Le débat prioritaire de mercredi matin, visant à la préparation du Conseil européen des 17 et 18 mars prochains, a fourni aux eurodéputés des différents groupes l'occasion d'exprimer leurs nombreuses réserves sur l'accord négocié avec la Turquie.
Un interlocuteur infréquentable ?
« Quand on parle de la Turquie, il faut respecter ce pays pour ce qu'il a fait : l'accueil de 2,5 millions de réfugiés syriens, à ses seuls frais », rappelle l'eurodéputé allemand Manfred Weber (chef du groupe PPE, centre-droit), avant de reconnaître qu'un partenariat avec la Turquie comporte « deux faces ». La deuxième face, plus sombre, c'est celle d'un pays dont l'évolution politique sous la Présidence de Recep Erdogan inquiète. « La main-mise sur les médias, l'emprisonnement des universitaires et les menaces sur le système judiciaire », énumére l'eurodéputée Sylvie Guillaume (S&D, sociaux-démocrates) durant son intervention. Et le dernier épisode en date : la prise de contrôle du grand quotidien d'opposition Zaman.
La dégradation de la situation dans le sud-est de la Turquie constitue un autre point d'inquiétude pour les eurodéputés.
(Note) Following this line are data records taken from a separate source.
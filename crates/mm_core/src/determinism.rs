//! Determinism utilities: stable ordering for floats and snapshot entries.
//!
//! This module is **I/O-free**. It provides:
//! - A total order over `f64` (`total_cmp`) for sort keys
//! - The canonical `MetaDeck` order (rank ↑, meta_share ↓, archetype ↑)
//! - In-place canonical sort and order checks

use core::cmp::Ordering;

use crate::entities::MetaDeck;

/* -------------------------------------------------------------------------- */
/*                               Float ordering                               */
/* -------------------------------------------------------------------------- */

/// Ascending total order over floats (NaN sorts last, -0.0 < +0.0).
#[inline]
pub fn cmp_f64_asc(a: f64, b: f64) -> Ordering {
    a.total_cmp(&b)
}

/// Descending total order over floats.
#[inline]
pub fn cmp_f64_desc(a: f64, b: f64) -> Ordering {
    b.total_cmp(&a)
}

/* -------------------------------------------------------------------------- */
/*                             Canonical deck order                           */
/* -------------------------------------------------------------------------- */

/// Compare decks by `(rank ↑, meta_share ↓, archetype ↑)`.
#[inline]
pub fn cmp_decks_canonical(a: &MetaDeck, b: &MetaDeck) -> Ordering {
    a.rank
        .cmp(&b.rank)
        .then_with(|| cmp_f64_desc(a.meta_share, b.meta_share))
        .then_with(|| a.archetype.cmp(&b.archetype))
}

/// Sort decks **in place** into canonical order.
#[inline]
pub fn sort_decks_canonical(decks: &mut [MetaDeck]) {
    decks.sort_by(cmp_decks_canonical);
}

/// True when `decks` is already in canonical order.
pub fn is_canonical_order(decks: &[MetaDeck]) -> bool {
    decks
        .windows(2)
        .all(|w| cmp_decks_canonical(&w[0], &w[1]) != Ordering::Greater)
}

/* ---------------------------------- Tests --------------------------------- */
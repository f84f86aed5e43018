// crates/mm_algo/src/lib.rs
#![forbid(unsafe_code)]

// Pure algorithms over mm_core values. No I/O, no threads, no logging.

pub mod aggregator;
pub mod estimator;
pub mod insights;
pub mod notes;
pub mod resolver;
pub mod similarity;

// Tight, explicit re-exports (pipeline imports these from crate root).
pub use aggregator::{aggregate, position_in_field, Aggregate, AggregateError};
pub use estimator::{baseline, dominant_energy, estimate, EstimateError, EstimateInput};
pub use insights::{extract, Insights, Thresholds};
pub use notes::{NoteTemplates, PlainNotes};
pub use resolver::{resolve, Resolution};
pub use similarity::jaccard;

use mm_core::entities::{MatchupEstimate, MetaDeck};

/// One opponent and the candidate's estimate against it, in snapshot order.
pub type Scored<'a> = (&'a MetaDeck, MatchupEstimate);
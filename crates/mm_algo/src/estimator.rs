// crates/mm_algo/src/estimator.rs
//
// Per-opponent win-rate estimation as an ordered chain of strategies:
//   observed → reciprocal observed → energy heuristic → baseline.
// The first strategy that yields an estimate wins.
//
// Matchup tables are read in their owner's perspective: `deck.matchups[x]` is
// `deck`'s win rate against `x`. So the candidate's own table is read directly
// and the opponent's table is complemented.

use std::collections::BTreeMap;
use std::fmt;

use mm_core::cards::{CardCatalog, CardEntry, EnergyType};
use mm_core::entities::{MatchupEstimate, MatchupTable, MetaDeck, Rationale};
use mm_core::ids::{ArchetypeName, CardName};

pub const BASE_WIN_RATE: f64 = 0.50;
pub const HEURISTIC_STEP: f64 = 0.05;
pub const HEURISTIC_MIN: f64 = 0.30;
pub const HEURISTIC_MAX: f64 = 0.70;

pub const CONFIDENCE_OBSERVED: f64 = 1.0;
pub const CONFIDENCE_HEURISTIC: f64 = 0.5;
pub const CONFIDENCE_BASELINE: f64 = 0.1;

/// Everything one estimate may look at. Borrowed from the snapshot and the
/// candidate; nothing here is mutated.
#[derive(Clone, Copy, Debug)]
pub struct EstimateInput<'a> {
    /// Resolved archetype of the candidate; `None` when unclassified.
    pub self_label: Option<&'a ArchetypeName>,
    /// The resolved archetype's own matchup table, when it has one.
    pub self_table: Option<&'a MatchupTable>,
    pub self_cards: &'a BTreeMap<CardName, CardEntry>,
    pub opponent: &'a MetaDeck,
    /// Card records used to type the opponent's core cards.
    pub catalog: &'a CardCatalog,
}

/// A strategy failed on malformed data for this one opponent.
#[derive(Clone, Debug, PartialEq)]
pub enum EstimateError {
    /// An observed table value that is not a probability.
    InvalidObserved { owner: ArchetypeName, opponent: ArchetypeName, value: f64 },
}

impl fmt::Display for EstimateError {
    fn fmt(&self, f: &mut fmt::Formatter<'_>) -> fmt::Result {
        match self {
            EstimateError::InvalidObserved { owner, opponent, value } => write!(
                f,
                "matchup {owner} vs {opponent} has invalid observed win rate {value}"
            ),
        }
    }
}

impl std::error::Error for EstimateError {}

pub type Strategy = fn(&EstimateInput<'_>) -> Result<Option<MatchupEstimate>, EstimateError>;

/// Resolution order. Each entry is independently callable.
pub const STRATEGIES: [(&str, Strategy); 4] = [
    ("observed", observed as Strategy),
    ("reciprocal", reciprocal as Strategy),
    ("heuristic", heuristic as Strategy),
    ("baseline", baseline_strategy as Strategy),
];

/// Run the chain. Errors are per-opponent; callers decide how to degrade.
///
/// A malformed table value does not hide the other table: after an error
/// the chain keeps looking for observed data, and only when none turns up
/// is the first error returned.
pub fn estimate(input: &EstimateInput<'_>) -> Result<MatchupEstimate, EstimateError> {
    let mut first_err = None;
    for (_, strategy) in STRATEGIES {
        match strategy(input) {
            Ok(Some(est)) => match first_err {
                Some(e) if est.rationale != Rationale::Observed => return Err(e),
                _ => return Ok(est),
            },
            Ok(None) => {}
            Err(e) => {
                first_err.get_or_insert(e);
            }
        }
    }
    match first_err {
        Some(e) => Err(e),
        None => Ok(baseline(input.opponent)),
    }
}

/// Even matchup with minimal confidence.
pub fn baseline(opponent: &MetaDeck) -> MatchupEstimate {
    MatchupEstimate {
        opponent: opponent.archetype.clone(),
        win_rate: BASE_WIN_RATE,
        confidence: CONFIDENCE_BASELINE,
        rationale: Rationale::Baseline,
        energy: None,
    }
}

/* ------------------------------ Strategies ------------------------------ */

/// The candidate archetype's own record against the opponent.
pub fn observed(input: &EstimateInput<'_>) -> Result<Option<MatchupEstimate>, EstimateError> {
    let (Some(label), Some(table)) = (input.self_label, input.self_table) else {
        return Ok(None);
    };
    let Some(value) = table.get(&input.opponent.archetype).copied() else {
        return Ok(None);
    };
    let win_rate = checked_rate(value, label, &input.opponent.archetype)?;
    Ok(Some(observed_estimate(input.opponent, win_rate)))
}

/// The opponent's record against the candidate archetype, complemented.
pub fn reciprocal(input: &EstimateInput<'_>) -> Result<Option<MatchupEstimate>, EstimateError> {
    let Some(label) = input.self_label else {
        return Ok(None);
    };
    let Some(value) = input.opponent.matchup_against(label) else {
        return Ok(None);
    };
    let theirs = checked_rate(value, &input.opponent.archetype, label)?;
    Ok(Some(observed_estimate(input.opponent, 1.0 - theirs)))
}

/// Card-level energy interactions against the opponent's dominant type.
/// Every copy whose weakness matches adds one step, every copy whose
/// resistance matches removes one.
pub fn heuristic(input: &EstimateInput<'_>) -> Result<Option<MatchupEstimate>, EstimateError> {
    if input.self_cards.values().all(|e| e.quantity == 0) {
        return Ok(None);
    }
    let Some(dominant) = dominant_energy(input.opponent, input.catalog) else {
        return Ok(None);
    };

    let (mut weak, mut resist) = (0u64, 0u64);
    for entry in input.self_cards.values() {
        let q = u64::from(entry.quantity);
        if entry.record.weakness == Some(dominant) {
            weak += q;
        }
        if entry.record.resistance == Some(dominant) {
            resist += q;
        }
    }

    let raw = BASE_WIN_RATE + HEURISTIC_STEP * (weak as f64 - resist as f64);
    Ok(Some(MatchupEstimate {
        opponent: input.opponent.archetype.clone(),
        win_rate: raw.clamp(HEURISTIC_MIN, HEURISTIC_MAX),
        confidence: CONFIDENCE_HEURISTIC,
        rationale: Rationale::Heuristic,
        energy: Some(dominant),
    }))
}

fn baseline_strategy(input: &EstimateInput<'_>) -> Result<Option<MatchupEstimate>, EstimateError> {
    Ok(Some(baseline(input.opponent)))
}

/* ------------------------------- Helpers -------------------------------- */

/// Most frequent energy type among the archetype's typed core cards.
/// Ties resolve to the earlier `EnergyType` variant.
pub fn dominant_energy(deck: &MetaDeck, catalog: &CardCatalog) -> Option<EnergyType> {
    let mut counts: BTreeMap<EnergyType, u32> = BTreeMap::new();
    for name in &deck.core_cards {
        if let Some(t) = catalog.get(name).and_then(|r| r.energy_type) {
            *counts.entry(t).or_insert(0) += 1;
        }
    }
    let mut best: Option<(EnergyType, u32)> = None;
    for (t, n) in counts {
        match best {
            Some((_, m)) if m >= n => {}
            _ => best = Some((t, n)),
        }
    }
    best.map(|(t, _)| t)
}

fn checked_rate(value: f64, owner: &ArchetypeName, opponent: &ArchetypeName) -> Result<f64, EstimateError> {
    if value.is_finite() && (0.0..=1.0).contains(&value) {
        Ok(value)
    } else {
        Err(EstimateError::InvalidObserved {
            owner: owner.clone(),
            opponent: opponent.clone(),
            value,
        })
    }
}

fn observed_estimate(opponent: &MetaDeck, win_rate: f64) -> MatchupEstimate {
    MatchupEstimate {
        opponent: opponent.archetype.clone(),
        win_rate,
        confidence: CONFIDENCE_OBSERVED,
        rationale: Rationale::Observed,
        energy: None,
    }
}
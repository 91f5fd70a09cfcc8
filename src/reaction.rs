use crate::{
    catalog::SpeciesMetadata,
    session::{
        DexId,
        Direction,
    },
};
use std::time::Duration;

// How long the shock sequence holds the card before the decision commits.
pub const SHOCK_DURATION: Duration = Duration::from_millis(1500);

const WRONG_MOVE_ID: DexId = 428;
const WRONG_MOVE_MESSAGE: &str = "That was the wrong fucking move, kid.";

#[derive(Clone, Debug, Eq, PartialEq)]
pub struct Shock {
    pub message: Option<&'static str>,
}

#[derive(Clone, Copy, Debug, Eq, PartialEq)]
enum Trigger {
    // The catalog marks the species as an early growth stage.
    BabyForm,
    Exact(DexId),
}

impl Trigger {
    fn matches(self, species: Option<&SpeciesMetadata>, id: DexId) -> bool {
        match self {
            // Missing metadata never matches: a slow catalog must not block
            // the swipe.
            Trigger::BabyForm => species.map(|s| s.is_baby).unwrap_or(false),
            Trigger::Exact(target) => id == target,
        }
    }
}

struct ReactionRule {
    trigger: Trigger,
    direction: Direction,
    message: Option<&'static str>,
}

// Certain entries have a narratively wrong answer. Extend by adding rows,
// first match wins.
const RULES: &[ReactionRule] = &[
    ReactionRule {
        trigger: Trigger::BabyForm,
        direction: Direction::Right,
        message: None,
    },
    ReactionRule {
        trigger: Trigger::Exact(WRONG_MOVE_ID),
        direction: Direction::Left,
        message: Some(WRONG_MOVE_MESSAGE),
    },
];

pub fn evaluate(
    species: Option<&SpeciesMetadata>,
    id: DexId,
    direction: Direction,
) -> Option<Shock> {
    RULES
        .iter()
        .find(|rule| {
            rule.direction == direction && rule.trigger.matches(species, id)
        })
        .map(|rule| Shock {
            message: rule.message,
        })
}
use crate::{
    catalog::TypeKind,
    client::AppSnapshot,
    reaction::Shock,
    session::{
        DEX_END,
        Direction,
        SessionPhase,
    },
};
use color_eyre::eyre::{
    Result,
    eyre,
};
use crossterm::{
    event::{
        Event,
        EventStream,
        KeyCode,
        KeyEventKind,
    },
    terminal::{
        disable_raw_mode,
        enable_raw_mode,
    },
};
use futures::StreamExt;
use rand::Rng;
use ratatui::{
    layout::Direction as LayoutDirection,
    prelude::*,
    widgets::*,
};
use std::io::stdout;
use unicode_width::UnicodeWidthChar;

const DEFAULT_SHOCK_TEXT: &str = "WHAT IS WRONG WITH YOU?";
const ENDING_TEXT: &str = "Nice! You're a Degenerate!";

pub enum UserEvent {
    Quit,
    Advance,
    Retreat,
    Swipe(Direction),
    CycleStyle,
    ReplayEnding,
    RetryFetch,
    Redraw,
}

#[derive(Debug)]
pub struct UiState {
    mode: Mode,
    celebrating: bool,
    terminal: Option<Terminal<CrosstermBackend<std::io::Stdout>>>,
}

impl Default for UiState {
    fn default() -> Self {
        UiState {
            mode: Mode::Normal,
            celebrating: false,
            terminal: None,
        }
    }
}

#[derive(Clone, Debug, Default)]
enum Mode {
    #[default]
    Normal,
    Shock {
        message: Option<&'static str>,
    },
    QuitModal,
}

impl UiState {
    pub fn show_shock(&mut self, shock: &Shock) {
        self.mode = Mode::Shock {
            message: shock.message,
        };
    }

    pub fn clear_shock(&mut self) {
        if matches!(self.mode, Mode::Shock { .. }) {
            self.mode = Mode::Normal;
        }
    }

    pub fn start_celebration(&mut self) {
        self.celebrating = true;
    }
}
Au nom de la lutte contre le terrorisme, dont le gouvernement turc a une définition très large, des exactions sont menées contre les minorités kurde et yézidie. Une mission parlementaire a été envoyée dans la région. Marie-Christine Vergiat (GUE/NGL, gauche radicale) a tenu à attirer l'attention : « Ce que j'ai entendu là-bas dépasse l'entendement : plus de 760 civils assassinés depuis juillet, dont une centaine d'enfants, y compris en bas âge. Les images que j'ai vues ressemble plus à la Syrie qu'à un pays démocratique ».
La crise migratoire interroge l'UE dans ses fondements-mêmes. En effet, les européens sont partagés entre le pragmatisme – prôné par les Etats membres et le Conseil européen – et les idéaux moraux dont le Parlement se veut le garant. Avec l'entrée dans la saison printanière – qui rend la mer plus praticable et donc la traversée moins dangereuse – l'urgence de l'action se fait sentir. Une grande majorité des eurodéputés a rappelé les Etats membres à leurs responsabilités, insistant sur les valeurs de solidarité et de liberté au coeur du projet européen.